État libre de Fiume

Après la Première Guerre mondiale et la disparition de l’Autriche-Hongrie, la question du statut de Fiume devient un problème international majeur. Au plus fort du différend entre le Royaume des Serbes, des Croates et des Slovènes (appelé plus tard Royaume de Yougoslavie) et le Royaume d’Italie, les grandes puissances prônent la création d’un État tampon indépendant. Le président américain Woodrow Wilson devient l’arbitre dans le différend entre la Yougoslavie et l’Italie au sujet de la ville. Il a suggéré que Fiume soit érigée en État indépendant, et même qu’elle soit le siège potentiel de l’organisation de la Société des Nations.

Le conflit a conduit à l’anarchie, et la ville a changé de mains entre un Comité national sud-slave et un Conseil national italien, ce qui a finalement conduit au débarquement de troupes britanniques et françaises qui ont pris le contrôle de la ville. Le Conseil national a surchargé les billets austro-hongrois – les couronnes de Fiume – qui étaient utilisés comme monnaie officielle. Cette situation confuse est exploitée par le poète italien Gabriele d’Annunzio, qui entre dans la ville le 12 septembre 1919 et entame une période d’occupation de 15 mois. Un an plus tard, après l’échec des négociations avec le gouvernement italien, d’Annunzio proclame la régence italienne de Carnaro.

Billet de banque provisoire de 10 Couronnes de Fiume (1920)

Le 12 novembre 1920, le Royaume d’Italie et le Royaume des Serbes, Croates et Slovènes signent le traité de Rapallo par lequel les deux parties s’engagent à reconnaître « la complète liberté et indépendance de l’État de Fiume et s’obligent à la respecter à perpétuité ». C’est ainsi qu’est créé l’éternel « État libre de Fiume » qui, en fait, existera en tant qu’État indépendant pendant environ un an de facto et quatre ans de jure. L’État nouvellement créé est immédiatement reconnu par les États-Unis, la France et le Royaume-Uni. D’Annunzio refusa de reconnaître l’accord et fut expulsé de la ville par les forces régulières de l’armée italienne, lors des actions du « Noël sanglant » du 24 au 30 décembre 1920.

En avril 1921, l’électorat approuva le projet d’un État libre et d’un consortium pour gérer le port. Les premières élections législatives ont lieu, disputées entre les autonomistes et le Bloc national pro-italien. Le parti autonomiste, soutenu par les voix de la majorité des Croates, obtient 6 558 voix, tandis que le Bloc national, composé des partis fasciste, libéral et démocratique, obtient 3 443 voix. Le chef du parti autonomiste, Riccardo Zanella, devient président.
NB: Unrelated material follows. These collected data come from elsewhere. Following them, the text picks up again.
//! Byte-level CBOR primitives: big-endian readers, the minimal-width header writer and
//! the item-length walk used by the pointer walker.

use alloc::vec::Vec;

use crate::error::{err, Error, ErrorCode};
use crate::sink::Sink;

/// CBOR major types.
pub const MAJOR_UINT: u8 = 0;
pub const MAJOR_NINT: u8 = 1;
pub const MAJOR_BYTES: u8 = 2;
pub const MAJOR_TEXT: u8 = 3;
pub const MAJOR_ARRAY: u8 = 4;
pub const MAJOR_MAP: u8 = 5;
pub const MAJOR_TAG: u8 = 6;

/// Additional-info value announcing indefinite length.
pub const INFO_INDEFINITE: u8 = 31;
/// The break-stop byte.
pub const BREAK: u8 = 0xff;

const INLINE_DEPTH: usize = 64;
const INDEFINITE_FRAME: usize = usize::MAX;

pub fn read_u8(data: &[u8], pos: &mut usize) -> Result<u8, Error> {
    let off = *pos;
    let b = *data
        .get(*pos)
        .ok_or_else(|| err(ErrorCode::UnexpectedEof, off))?;
    *pos += 1;
    Ok(b)
}

pub fn read_exact<'a>(data: &'a [u8], pos: &mut usize, n: usize) -> Result<&'a [u8], Error> {
    let off = *pos;
    let end = pos
        .checked_add(n)
        .ok_or_else(|| err(ErrorCode::LengthOverflow, off))?;
    if end > data.len() {
        return Err(err(ErrorCode::UnexpectedEof, off));
    }
    let s = &data[*pos..end];
    *pos = end;
    Ok(s)
}

pub fn read_be_u16(data: &[u8], pos: &mut usize) -> Result<u16, Error> {
    let s = read_exact(data, pos, 2)?;
    Ok(u16::from_be_bytes([s[0], s[1]]))
}

pub fn read_be_u32(data: &[u8], pos: &mut usize) -> Result<u32, Error> {
    let s = read_exact(data, pos, 4)?;
    Ok(u32::from_be_bytes([s[0], s[1], s[2], s[3]]))
}

pub fn read_be_u64(data: &[u8], pos: &mut usize) -> Result<u64, Error> {
    let s = read_exact(data, pos, 8)?;
    Ok(u64::from_be_bytes([
        s[0], s[1], s[2], s[3], s[4], s[5], s[6], s[7],
    ]))
}

/// Read the argument announced by `ai`. Non-minimal widths are accepted.
pub fn read_uint(data: &[u8], pos: &mut usize, ai: u8, off: usize) -> Result<u64, Error> {
    match ai {
        0..=23 => Ok(u64::from(ai)),
        24 => Ok(u64::from(read_u8(data, pos)?)),
        25 => Ok(u64::from(read_be_u16(data, pos)?)),
        26 => Ok(u64::from(read_be_u32(data, pos)?)),
        27 => read_be_u64(data, pos),
        INFO_INDEFINITE => Err(err(ErrorCode::IndefiniteInvalid, off)),
        _ => Err(err(ErrorCode::ReservedAdditionalInfo, off)),
    }
}

/// Read a container or string length; `None` means indefinite.
pub fn read_len(data: &[u8], pos: &mut usize, ai: u8, off: usize) -> Result<Option<usize>, Error> {
    if ai == INFO_INDEFINITE {
        return Ok(None);
    }
    let len = read_uint(data, pos, ai, off)?;
    len_to_usize(len, off).map(Some)
}

/// Read a definite-length byte or text string item at `*pos`; returns its body.
///
/// # Errors
///
/// Returns `MalformedTag` for any other item and `IndefiniteChunks` for chunked strings.
pub fn read_string<'a>(data: &'a [u8], pos: &mut usize) -> Result<&'a [u8], Error> {
    let off = *pos;
    let (major, ai) = split(read_u8(data, pos)?);
    if major != MAJOR_BYTES && major != MAJOR_TEXT {
        return Err(err(ErrorCode::MalformedTag, off));
    }
    let len = read_len(data, pos, ai, off)?.ok_or_else(|| err(ErrorCode::IndefiniteChunks, off))?;
    read_exact(data, pos, len)
}

pub fn len_to_usize(len: u64, off: usize) -> Result<usize, Error> {
    usize::try_from(len).map_err(|_| err(ErrorCode::LengthOverflow, off))
}

/// Split a header byte into `(major, additional info)`.
#[inline]
#[must_use]
pub const fn split(ib: u8) -> (u8, u8) {
    (ib >> 5, ib & 0x1f)
}

/// Encode a minimal-width header into a stack buffer; returns the buffer and its used length.
#[must_use]
pub fn header_bytes(major: u8, value: u64) -> ([u8; 9], usize) {
    debug_assert!(major <= 7);
    let mut out = [0u8; 9];
    let m = major << 5;
    if let Ok(v8) = u8::try_from(value) {
        if v8 < 24 {
            out[0] = m | v8;
            return (out, 1);
        }
        out[0] = m | 24;
        out[1] = v8;
        return (out, 2);
    }
    if let Ok(v16) = u16::try_from(value) {
        out[0] = m | 25;
        out[1..3].copy_from_slice(&v16.to_be_bytes());
        return (out, 3);
    }
    if let Ok(v32) = u32::try_from(value) {
        out[0] = m | 26;
        out[1..5].copy_from_slice(&v32.to_be_bytes());
        return (out, 5);
    }
    out[0] = m | 27;
    out[1..9].copy_from_slice(&value.to_be_bytes());
    (out, 9)
}

/// Write a minimal-width header.
pub fn write_header<S: Sink>(sink: &mut S, major: u8, value: u64) -> Result<(), Error> {
    let (buf, n) = header_bytes(major, value);
    sink.write(&buf[..n])
}

/// Write a minimal-width header for a `usize` length.
pub fn write_len<S: Sink>(sink: &mut S, major: u8, len: usize) -> Result<(), Error> {
    let len = u64::try_from(len).map_err(|_| err(ErrorCode::LengthOverflow, sink.position()))?;
    write_header(sink, major, len)
}

struct SmallStack<const N: usize> {
    inline: [usize; N],
    len: usize,
    overflow: Vec<usize>,
}

impl<const N: usize> SmallStack<N> {
    const fn new() -> Self {
        Self {
            inline: [0; N],
            len: 0,
            overflow: Vec::new(),
        }
    }

    fn push(&mut self, value: usize) {
        if !self.overflow.is_empty() || self.len == N {
            self.overflow.push(value);
            return;
        }
        self.inline[self.len] = value;
        self.len += 1;
    }

    fn peek_mut(&mut self) -> Option<&mut usize> {
        if let Some(v) = self.overflow.last_mut() {
            return Some(v);
        }
        if self.len == 0 {
            None
        } else {
            Some(&mut self.inline[self.len - 1])
        }
    }

    fn pop(&mut self) -> Option<usize> {
        if let Some(v) = self.overflow.pop() {
            return Some(v);
        }
        if self.len == 0 {
            None
        } else {
            self.len -= 1;
            Some(self.inline[self.len])
        }
    }
}

/// Return the offset one past the data item starting at `start`.
///
/// Nested containers are walked header by header without decoding leaves; both
/// length-prefixed and indefinite framings are accepted.
///
/// # Errors
///
/// Returns `Malformed` for truncated items, reserved headers and misplaced break-stops.
pub fn item_end(data: &[u8], start: usize) -> Result<usize, Error> {
    let mut pos = start;
    let mut stack = SmallStack::<INLINE_DEPTH>::new();
    stack.push(1);

    while let Some(remaining) = stack.peek_mut() {
        if *remaining == INDEFINITE_FRAME {
            if data.get(pos) == Some(&BREAK) {
                pos += 1;
                stack.pop();
                continue;
            }
        } else if *remaining == 0 {
            stack.pop();
            continue;
        } else {
            *remaining -= 1;
        }

        let off = pos;
        let (major, ai) = split(read_u8(data, &mut pos)?);
        match major {
            MAJOR_UINT | MAJOR_NINT => {
                read_uint(data, &mut pos, ai, off)?;
            }
            MAJOR_BYTES | MAJOR_TEXT => match read_len(data, &mut pos, ai, off)? {
                Some(len) => {
                    read_exact(data, &mut pos, len)?;
                }
                None => stack.push(INDEFINITE_FRAME),
            },
            MAJOR_ARRAY => match read_len(data, &mut pos, ai, off)? {
                Some(len) => stack.push(frame_len(len, off)?),
                None => stack.push(INDEFINITE_FRAME),
            },
            MAJOR_MAP => match read_len(data, &mut pos, ai, off)? {
                Some(len) => {
                    let items = len
                        .checked_mul(2)
                        .ok_or_else(|| err(ErrorCode::LengthOverflow, off))?;
                    stack.push(frame_len(items, off)?);
                }
                None => stack.push(INDEFINITE_FRAME),
            },
            MAJOR_TAG => {
                read_uint(data, &mut pos, ai, off)?;
                stack.push(1);
            }
            _ => match ai {
                0..=23 => {}
                24 => {
                    read_u8(data, &mut pos)?;
                }
                25 => {
                    read_be_u16(data, &mut pos)?;
                }
                26 => {
                    read_be_u32(data, &mut pos)?;
                }
                27 => {
                    read_be_u64(data, &mut pos)?;
                }
                INFO_INDEFINITE => return Err(err(ErrorCode::UnexpectedBreak, off)),
                _ => return Err(err(ErrorCode::ReservedAdditionalInfo, off)),
            },
        }
    }

    Ok(pos)
}

fn frame_len(len: usize, off: usize) -> Result<usize, Error> {
    if len == INDEFINITE_FRAME {
        return Err(err(ErrorCode::LengthOverflow, off));
    }
    Ok(len)
}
Le contrôle de l’État libre était dans un état de changement presque constant. Après le départ des troupes de d’Annunzio en décembre 1920, le Conseil national italien de Fiume reprit le contrôle et nomma un gouvernement provisoire. Un pacte avec le commandant italien local confie le contrôle aux militaires le 18 janvier 1921, mais cela ne dure que trois jours avant une rébellion nationaliste. Ils ont nommé un gouvernement extraordinaire, qui est tombé deux jours plus tard. En juin 1921, un commissaire royal italien est nommé, dont le contrôle dure deux semaines.

Un groupe de loyalistes de d’Annunzio s’empare d’une partie de la ville jusqu’à ce qu’ils soient à leur tour repoussés en septembre. En octobre, l’autonomiste Riccardo Zanella est nommé président provisoire ; son règne dure jusqu’au 3 mars 1922, date à laquelle les fascistes italiens réalisent un coup d’État et le gouvernement légal s’échappe à Kraljevica. Le 6 mars, il est demandé au gouvernement italien de rétablir l’ordre et les troupes italiennes entrent dans la ville le 17 mars. Elles rendirent le contrôle à la minorité de l’assemblée constituante qui était loyale aux annexionnistes italiens.

Après la proclamation du traité de Rapallo, le parti communiste de Fiume (Partito Comunista di Fiume – Sezione della III.a Internazionale) fut institué en novembre 1921. Le Parti communiste de Fiume était le plus petit parti communiste du monde. Il fut fondé suivant les principes de la Troisième Internationale, selon lesquels chaque État souverain devait avoir sa propre organisation de parti communiste.

En janvier 1924, le Royaume d’Italie et le Royaume des Serbes, Croates et Slovènes signèrent le traité de Rome (27 janvier 1924), convenant de l’annexion de Fiume par l’Italie et de l’absorption de Sušak par le Royaume des Serbes, Croates et Slovènes ; cela prit effet le 16 mars. Le gouvernement en exil de l’État libre a considéré cet acte comme non valide et non contraignant au regard du droit international et a poursuivi ses activités.